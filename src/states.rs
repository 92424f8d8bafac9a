//! Indian states and union territories.
//!
//! The backend keys reports and heatmap entries by two-letter code while the
//! map geometry is keyed by full name, so both directions are needed.

/// One state or union territory.
#[derive(Debug, Clone, Copy, PartialEq, Eq)]
pub struct State {
    pub code: &'static str,
    pub name: &'static str,
    /// Other spellings found in geometry files.
    pub aliases: &'static [&'static str],
}

const fn state(code: &'static str, name: &'static str) -> State {
    State {
        code,
        name,
        aliases: &[],
    }
}

pub const INDIAN_STATES: &[State] = &[
    state("AN", "Andaman and Nicobar Islands"),
    state("AP", "Andhra Pradesh"),
    state("AR", "Arunachal Pradesh"),
    state("AS", "Assam"),
    state("BR", "Bihar"),
    state("CH", "Chandigarh"),
    State {
        code: "CT",
        name: "Chhattisgarh",
        aliases: &["Chhatisgarh"],
    },
    State {
        code: "DH",
        name: "Dadra and Nagar Haveli and Daman and Diu",
        aliases: &["Dadra and Nagar Haveli", "Daman and Diu"],
    },
    State {
        code: "DL",
        name: "Delhi",
        aliases: &["NCT of Delhi"],
    },
    state("GA", "Goa"),
    state("GJ", "Gujarat"),
    state("HR", "Haryana"),
    state("HP", "Himachal Pradesh"),
    state("JK", "Jammu and Kashmir"),
    state("JH", "Jharkhand"),
    state("KA", "Karnataka"),
    state("KL", "Kerala"),
    state("LA", "Ladakh"),
    state("LD", "Lakshadweep"),
    state("MP", "Madhya Pradesh"),
    state("MH", "Maharashtra"),
    state("MN", "Manipur"),
    state("ML", "Meghalaya"),
    state("MZ", "Mizoram"),
    state("NL", "Nagaland"),
    State {
        code: "OR",
        name: "Odisha",
        aliases: &["Orissa"],
    },
    State {
        code: "PY",
        name: "Puducherry",
        aliases: &["Pondicherry"],
    },
    state("PB", "Punjab"),
    state("RJ", "Rajasthan"),
    state("SK", "Sikkim"),
    state("TN", "Tamil Nadu"),
    state("TG", "Telangana"),
    state("TR", "Tripura"),
    state("UP", "Uttar Pradesh"),
    State {
        code: "UT",
        name: "Uttarakhand",
        aliases: &["Uttaranchal"],
    },
    state("WB", "West Bengal"),
];

/// Look up a state by code (case-insensitive).
pub fn by_code(code: &str) -> Option<&'static State> {
    INDIAN_STATES
        .iter()
        .find(|s| s.code.eq_ignore_ascii_case(code.trim()))
}

/// Look up a state by full name or alias (case-insensitive).
pub fn by_name(name: &str) -> Option<&'static State> {
    let name = name.trim();
    INDIAN_STATES.iter().find(|s| {
        s.name.eq_ignore_ascii_case(name) || s.aliases.iter().any(|a| a.eq_ignore_ascii_case(name))
    })
}

/// Full name for a code, or the input itself when the code is unknown.
pub fn display_name(code: &str) -> &str {
    by_code(code).map_or(code, |s| s.name)
}

/// Whether `value` names the given state by code, name or alias.
pub fn matches(value: &str, state: &str) -> bool {
    if value.trim().eq_ignore_ascii_case(state.trim()) {
        return true;
    }
    match (resolve(value), resolve(state)) {
        (Some(a), Some(b)) => a.code == b.code,
        _ => false,
    }
}

fn resolve(value: &str) -> Option<&'static State> {
    by_code(value).or_else(|| by_name(value))
}

#[cfg(test)]
mod tests {
    use super::*;

    #[test]
    fn codes_are_unique() {
        let mut codes: Vec<&str> = INDIAN_STATES.iter().map(|s| s.code).collect();
        codes.sort_unstable();
        codes.dedup();
        assert_eq!(codes.len(), INDIAN_STATES.len());
    }

    #[test]
    fn lookup_by_code_and_alias() {
        assert_eq!(by_code("mh").map(|s| s.name), Some("Maharashtra"));
        assert_eq!(by_name("Orissa").map(|s| s.code), Some("OR"));
        assert!(by_code("XX").is_none());
    }

    #[test]
    fn display_name_falls_back_to_input() {
        assert_eq!(display_name("KA"), "Karnataka");
        assert_eq!(display_name("ZZ"), "ZZ");
    }

    #[test]
    fn matches_accepts_code_or_name() {
        assert!(matches("MH", "Maharashtra"));
        assert!(matches("maharashtra", "MH"));
        assert!(matches("Uttaranchal", "UT"));
        assert!(!matches("KA", "MH"));
    }
}
//! bribemap: client for a crowdsourced corruption-reporting site.
//!
//! The library is split the same way the binary uses it:
//! - [`api`]: typed REST client and the static map topology source
//! - [`aggregate`], [`format`], [`map`]: pure reshaping of API data
//! - [`table`], [`form`]: view state for the report grid and submission form
//! - [`pages`]: fetch-on-mount page models composed from the above
//! - [`cli`], [`web`]: terminal and embedded dashboard front ends

pub mod aggregate;
pub mod api;
pub mod cli;
pub mod config;
pub mod diagnostics;
pub mod form;
pub mod format;
pub mod map;
pub mod pages;
pub mod states;
pub mod table;
pub mod web;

EXERCISE PROMPT:
Where a line of the data includes the string "find", list that line.

WRITTEN REPLY:
        .find(|s| s.code.eq_ignore_ascii_case(code.trim()))
    INDIAN_STATES.iter().find(|s| {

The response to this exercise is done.